Getting back to real cases, a classroom creates a context in which students possibly are grouped related to their characteristics, and certainly interact with each other in a social and educational sense. So there is a degree to which students in a classroom are like twins and have correlated outcomes. And so with schools too, whose students typically live in neighborhoods and may share characteristics and interact socially and educationally.
As abstract as intra-cluster correlation may seem, it can make a huge difference in whether a study can measure program effects. For example, if a program is thought to reduce the proportion of students who, say, drop out of high school from 50 percent to 40 percent, and it’s implemented at a grade level with 200 students in that grade, and the intraclass correlation is “only” 5 percent, a study needs 9,600 students (48 schools!) to measure the effect with adequate statistical power. If the intraclass correlation is smaller, say 1 percent, the same study needs only 3,200 students (16 schools). Which means the study is four times smaller than the previous one and its costs will similarly be lower.
Various statistical packages can be used to account for clustering. The package used is less important than accounting for the correlation.
The exact ICC cannot be known until a study collects its data and can calculate it.
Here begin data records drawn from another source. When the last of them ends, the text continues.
#[cfg(test)]
mod test {
    use dbg_os::{ExecScope, HitEvent, ThreadGroup};
    use dbg_os_mock::{ARM_NOP, MockFrame, MockPlatform, SavedFrame};

    use super::*;
    use crate::{
        BreakpointParams, BreakpointType, ContextBreakpoint, IllegalInstructionPolicy, SkipStep,
        config::EngineConfig,
        context::Owner,
        testing::{CODE, T1, T2, assert_consistent, engine, hits, platform, record_hit, task},
    };

    fn trap(
        engine: &mut BreakpointEngine<MockPlatform>,
        os: &mut MockPlatform,
        frame: &mut MockFrame,
    ) -> HandlerExit<SavedFrame> {
        software_breakpoint_entry(Some(engine), os, frame)
    }

    #[test]
    fn hit_suspends_and_reports() {
        let mut os = platform();
        let mut engine = engine(&os);
        engine
            .set(
                &mut os,
                BreakpointParams::new(CODE, ExecScope::All).with_hit(record_hit, 7),
            )
            .unwrap();

        task(&mut os, T1);
        let mut frame = MockFrame::at(CODE);
        let exit = trap(&mut engine, &mut os, &mut frame);

        assert_eq!(exit.status, Ok(()));
        assert_eq!(
            exit.stack_slot,
            Some(SavedFrame {
                context: ExecContext::Task(T1),
                pc: CODE
            })
        );
        assert_eq!(os.stops(), [ExecScope::All]);
        assert_eq!(hits(), [(T1, HitEvent::Hit, 7)]);

        let found = engine.find(CODE, ExecScope::All).unwrap();
        assert_eq!(
            engine.context(found.context).unwrap().kind(),
            BreakpointType::Hit
        );
        assert!(os.is_patched(CODE));
    }

    #[test]
    fn any_stops_the_hitting_thread() {
        let mut os = platform();
        let mut engine = engine(&os);
        engine
            .set(
                &mut os,
                BreakpointParams::new(CODE, ExecScope::All).with_stop(ExecScope::Any),
            )
            .unwrap();

        task(&mut os, T2);
        trap(&mut engine, &mut os, &mut MockFrame::at(CODE));
        assert_eq!(os.stops(), [ExecScope::Thread(T2)]);
    }

    #[test]
    fn other_threads_step_past() {
        let mut os = platform();
        let mut engine = engine(&os);
        engine
            .set(&mut os, BreakpointParams::new(CODE, ExecScope::Thread(T1)))
            .unwrap();

        task(&mut os, T2);
        let mut frame = MockFrame::at(CODE);
        let exit = trap(&mut engine, &mut os, &mut frame);

        assert_eq!(exit.status, Ok(()));
        assert!(os.stops().is_empty());
        assert!(!os.is_patched(CODE));
        assert!(os.is_patched(CODE + 4));

        // The step lands, re-arms the breakpoint and cleans up after itself.
        let mut frame = MockFrame {
            interrupts_enabled: false,
            ..MockFrame::at(CODE + 4)
        };
        let exit = trap(&mut engine, &mut os, &mut frame);
        assert_eq!(exit.status, Ok(()));
        assert!(os.is_patched(CODE));
        assert!(!os.is_patched(CODE + 4));
        assert!(frame.interrupts_enabled);
        assert!(os.stops().is_empty());
        assert_consistent(&engine, &os);
    }

    #[test]
    fn system_threads_are_never_stopped() {
        let mut os = platform().with_thread_group(T1, ThreadGroup::System);
        let mut engine = engine(&os);
        engine
            .set(&mut os, BreakpointParams::new(CODE, ExecScope::All))
            .unwrap();

        task(&mut os, T1);
        trap(&mut engine, &mut os, &mut MockFrame::at(CODE));
        assert!(os.stops().is_empty());
        assert!(os.is_patched(CODE + 4));

        trap(&mut engine, &mut os, &mut MockFrame::at(CODE + 4));
        assert!(os.is_patched(CODE));
        assert!(!os.is_patched(CODE + 4));
        assert_consistent(&engine, &os);
    }

    #[test]
    fn pass_count_skips_until_it_runs_out() {
        let mut os = platform();
        let mut engine = engine(&os);
        engine
            .set(
                &mut os,
                BreakpointParams::new(CODE, ExecScope::All).with_pass(3, 2),
            )
            .unwrap();
        task(&mut os, T1);

        let mut stops = Vec::new();
        for _ in 0..5 {
            trap(&mut engine, &mut os, &mut MockFrame::at(CODE));
            stops.push(os.stops().len());
            if os.is_patched(CODE + 4) {
                trap(&mut engine, &mut os, &mut MockFrame::at(CODE + 4));
            }
        }

        // The count includes the stopping hit, then the cycle takes over.
        assert_eq!(stops, [0, 0, 1, 1, 2]);
        let found = engine.find(CODE, ExecScope::All).unwrap();
        assert_eq!(engine.context(found.context).unwrap().pass_count(), 2);
        assert_consistent(&engine, &os);
    }

    #[test]
    fn eval_forces_a_stop_during_passes() {
        fn always(_: usize) -> bool {
            true
        }

        let mut os = platform();
        let mut engine = engine(&os);
        engine
            .set(
                &mut os,
                BreakpointParams::new(CODE, ExecScope::All)
                    .with_pass(5, 5)
                    .with_eval(always, 0),
            )
            .unwrap();

        task(&mut os, T1);
        trap(&mut engine, &mut os, &mut MockFrame::at(CODE));
        assert_eq!(os.stops(), [ExecScope::All]);
    }

    #[test]
    fn hit_count_one_removes_after_firing() {
        let mut os = platform();
        let mut engine = engine(&os);
        let original = os.instruction_at(CODE);
        engine
            .set(
                &mut os,
                BreakpointParams::new(CODE, ExecScope::All).with_hit_count(1),
            )
            .unwrap();

        task(&mut os, T1);
        let exit = trap(&mut engine, &mut os, &mut MockFrame::at(CODE));
        assert_eq!(exit.status, Ok(()));
        assert_eq!(os.stops(), [ExecScope::All]);
        assert_eq!(os.instruction_at(CODE), original);
        assert_eq!(
            engine.find(CODE, ExecScope::None),
            Err(BreakpointError::ResourceUnavailable)
        );
        assert_consistent(&engine, &os);
    }

    #[test]
    fn unknown_trap_becomes_a_breakpoint() {
        let mut os = platform();
        let mut engine = engine(&os);

        task(&mut os, T1);
        let exit = trap(&mut engine, &mut os, &mut MockFrame::at(CODE + 8));

        assert_eq!(exit.status, Ok(()));
        assert!(os.stops().is_empty());
        assert_eq!(os.writes()[0], (CODE + 8, ARM_NOP));
        assert!(os.is_patched(CODE + 8));

        let found = engine.find(CODE + 8, ExecScope::All).unwrap();
        let bp = engine.context(found.context).unwrap();
        assert_eq!(bp.suspend_scope(), ExecScope::All);
        assert_eq!(
            engine.address_breakpoint(CODE + 8).unwrap().saved_opcode(),
            Some(ARM_NOP)
        );
    }

    #[test]
    fn unknown_trap_can_be_left_alone() {
        let mut os = platform();
        let mut engine = BreakpointEngine::initialize(
            &os,
            EngineConfig::new().with_illegal_instruction(IllegalInstructionPolicy {
                replace: false,
                ..IllegalInstructionPolicy::DEFAULT
            }),
        )
        .unwrap();

        task(&mut os, T1);
        let exit = trap(&mut engine, &mut os, &mut MockFrame::at(CODE));
        assert_eq!(exit.status, Ok(()));
        assert!(os.writes().is_empty());
    }

    #[test]
    fn interrupt_handlers_only_step_past() {
        let mut os = platform();
        let mut engine = engine(&os);
        engine
            .set(&mut os, BreakpointParams::new(CODE, ExecScope::All))
            .unwrap();

        os.set_current_context(Some(ExecContext::Hisr(T2)));
        let exit = trap(&mut engine, &mut os, &mut MockFrame::at(CODE));
        assert_eq!(exit.status, Ok(()));
        assert!(os.stops().is_empty());
        assert!(os.is_patched(CODE + 4));

        let step = engine.find(CODE + 4, ExecScope::All).unwrap();
        assert_eq!(engine.context(step.context).unwrap().thread(), None);

        trap(&mut engine, &mut os, &mut MockFrame::at(CODE + 4));
        assert!(os.is_patched(CODE));
        assert!(!os.is_patched(CODE + 4));

        // Unpatched addresses are left to the kernel.
        let exit = trap(&mut engine, &mut os, &mut MockFrame::at(CODE + 16));
        assert_eq!(exit.status, Ok(()));
        assert!(!os.is_patched(CODE + 16));
        assert_consistent(&engine, &os);
    }

    #[test]
    fn unrecognized_contexts_are_reported() {
        let mut os = platform();
        let mut engine = engine(&os);

        os.set_current_context(Some(ExecContext::Unrecognized));
        let exit = trap(&mut engine, &mut os, &mut MockFrame::at(CODE));
        assert_eq!(exit.status, Err(BreakpointError::InvalidContext));
        assert_eq!(exit.stack_slot, None);

        os.set_current_context(None);
        let exit = software_breakpoint_entry(None, &mut os, &mut MockFrame::at(CODE));
        assert_eq!(exit.status, Err(BreakpointError::InvalidContext));
        assert!(os.saved_frames().is_empty());
    }

    #[test]
    fn frame_is_saved_even_when_handling_fails() {
        let mut os = platform();
        let mut engine = engine(&os);
        engine
            .set(
                &mut os,
                BreakpointParams::new(CODE, ExecScope::All).with_stop(ExecScope::None),
            )
            .unwrap();

        task(&mut os, T1);
        let exit = trap(&mut engine, &mut os, &mut MockFrame::at(CODE));
        assert!(exit.status.is_err());
        assert!(exit.stack_slot.is_some());
    }

    #[test]
    fn hardware_single_step_completes() {
        let mut os = platform().with_hardware_step(true);
        let mut engine = engine(&os);
        engine
            .set(&mut os, BreakpointParams::new(CODE, ExecScope::All))
            .unwrap();

        let mut frame = MockFrame::at(CODE);
        engine
            .set_skip_step(
                &mut os,
                &mut frame,
                SkipStep::single_step(T1, ExecScope::Thread(T1)).with_hit(Some(record_hit), 3),
            )
            .unwrap();
        assert!(!os.is_patched(CODE));

        task(&mut os, T1);
        let mut frame = MockFrame::at(CODE + 4);
        let exit = hardware_step_entry(Some(&mut engine), &mut os, &mut frame);

        assert_eq!(exit.status, Ok(()));
        assert!(os.is_patched(CODE));
        assert_eq!(os.stops(), [ExecScope::Thread(T1)]);
        assert_eq!(hits(), [(T1, HitEvent::Step, 3)]);
        assert_eq!(engine.hardware_steps().count(), 0);

        // A stray step trap is ignored.
        let exit = hardware_step_entry(Some(&mut engine), &mut os, &mut frame);
        assert_eq!(exit.status, Ok(()));
        assert_consistent(&engine, &os);
    }

    #[test]
    fn taken_branch_discards_the_fallthrough() {
        let mut os = platform().with_branch(CODE, CODE + 0x40);
        let mut engine = engine(&os);
        engine
            .set(&mut os, BreakpointParams::new(CODE, ExecScope::Thread(T2)))
            .unwrap();
        let free = engine.free_address_count();

        task(&mut os, T1);
        let mut frame = MockFrame::at(CODE);
        assert_eq!(trap(&mut engine, &mut os, &mut frame).status, Ok(()));
        assert!(os.is_patched(CODE + 4));
        assert!(os.is_patched(CODE + 0x40));
        assert!(!frame.interrupts_enabled);

        frame.pc = CODE + 0x40;
        assert_eq!(trap(&mut engine, &mut os, &mut frame).status, Ok(()));

        assert!(os.is_patched(CODE));
        assert!(!os.is_patched(CODE + 4));
        assert!(!os.is_patched(CODE + 0x40));
        assert!(engine.address_breakpoint(CODE + 4).is_none());
        assert!(engine.address_breakpoint(CODE + 0x40).is_none());
        assert_eq!(engine.free_address_count(), free);
        assert!(frame.interrupts_enabled);
        assert!(os.stops().is_empty());
        assert_consistent(&engine, &os);
    }

    #[test]
    fn user_breakpoint_completes_a_pending_step() {
        let mut os = platform();
        let mut engine = engine(&os);
        engine
            .set(&mut os, BreakpointParams::new(CODE, ExecScope::All))
            .unwrap();
        engine
            .set(
                &mut os,
                BreakpointParams::new(CODE + 4, ExecScope::All).with_hit(record_hit, 5),
            )
            .unwrap();

        engine
            .prepare_step(
                &mut os,
                T1,
                &mut MockFrame::at(CODE),
                ExecScope::Thread(T1),
                None,
                0,
            )
            .unwrap();

        task(&mut os, T1);
        let mut frame = MockFrame::at(CODE + 4);
        assert_eq!(trap(&mut engine, &mut os, &mut frame).status, Ok(()));
        assert_eq!(os.stops(), [ExecScope::Thread(T1)]);
        assert_eq!(hits(), [(T1, HitEvent::Step, 5)]);
        assert!(os.is_patched(CODE));

        let user = engine.find(CODE + 4, ExecScope::All).unwrap();
        assert_eq!(
            engine.context(user.context).unwrap().kind(),
            BreakpointType::Hit
        );

        // Once the step is done it is an ordinary breakpoint again.
        task(&mut os, T1);
        assert_eq!(trap(&mut engine, &mut os, &mut frame).status, Ok(()));
        assert_eq!(os.stops(), [ExecScope::All]);
        assert_eq!(hits(), [(T1, HitEvent::Hit, 5)]);
        assert_consistent(&engine, &os);
    }

    #[test]
    fn hardware_skip_over_resumes_silently() {
        let mut os = platform().with_hardware_step(true);
        let mut engine = engine(&os);
        engine
            .set(
                &mut os,
                BreakpointParams::new(CODE, ExecScope::All).with_hit(record_hit, 1),
            )
            .unwrap();

        let mut frame = MockFrame::at(CODE);
        engine
            .set_skip_step(&mut os, &mut frame, SkipStep::skip_over(T1))
            .unwrap();
        assert!(!os.is_patched(CODE));

        task(&mut os, T1);
        frame.pc = CODE + 4;
        let exit = hardware_step_entry(Some(&mut engine), &mut os, &mut frame);

        assert_eq!(exit.status, Ok(()));
        assert!(os.is_patched(CODE));
        assert!(os.stops().is_empty());
        assert!(hits().is_empty());
        assert_eq!(engine.hardware_steps().count(), 0);
        assert_consistent(&engine, &os);
    }

    #[test]
    fn unexpected_hardware_step_only_suspends() {
        let mut os = platform().with_hardware_step(true);
        let mut engine = engine(&os);

        let ctx = engine
            .context_create(ContextBreakpoint {
                hit: Some(record_hit),
                hit_param: 9,
                ..ContextBreakpoint::new(
                    ExecScope::Thread(T1),
                    Some(T1),
                    BreakpointType::Hit,
                    ExecScope::All,
                )
            })
            .unwrap();
        engine
            .link_context(Owner::HardwareStep, ExecScope::Thread(T1), ctx)
            .unwrap();

        task(&mut os, T1);
        let exit = hardware_step_entry(Some(&mut engine), &mut os, &mut MockFrame::at(CODE));

        assert_eq!(exit.status, Ok(()));
        assert_eq!(os.stops(), [ExecScope::All]);
        assert_eq!(hits(), [(T1, HitEvent::Hit, 9)]);
        // Nothing removes it, so it stays filed.
        assert_eq!(engine.hardware_steps().count(), 1);
        assert_consistent(&engine, &os);
    }
}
But as the above example shows, knowing the ICC is useful for designing the study in the first place, which leaves the designer in a bit of a quandary. However, authors have calculated ICC estimates for math and reading test scores that can be used for designing studies (a good starting point is Hedges, L. V., and E. Hedberg. 2007. Interclass correlation values for planning group-randomized trials in education. Educational Evaluation and Policy Analysis 29(1): 60–87). A useful primer is Bloom et al. 2008, which also provides empirical examples of studies using cluster methods.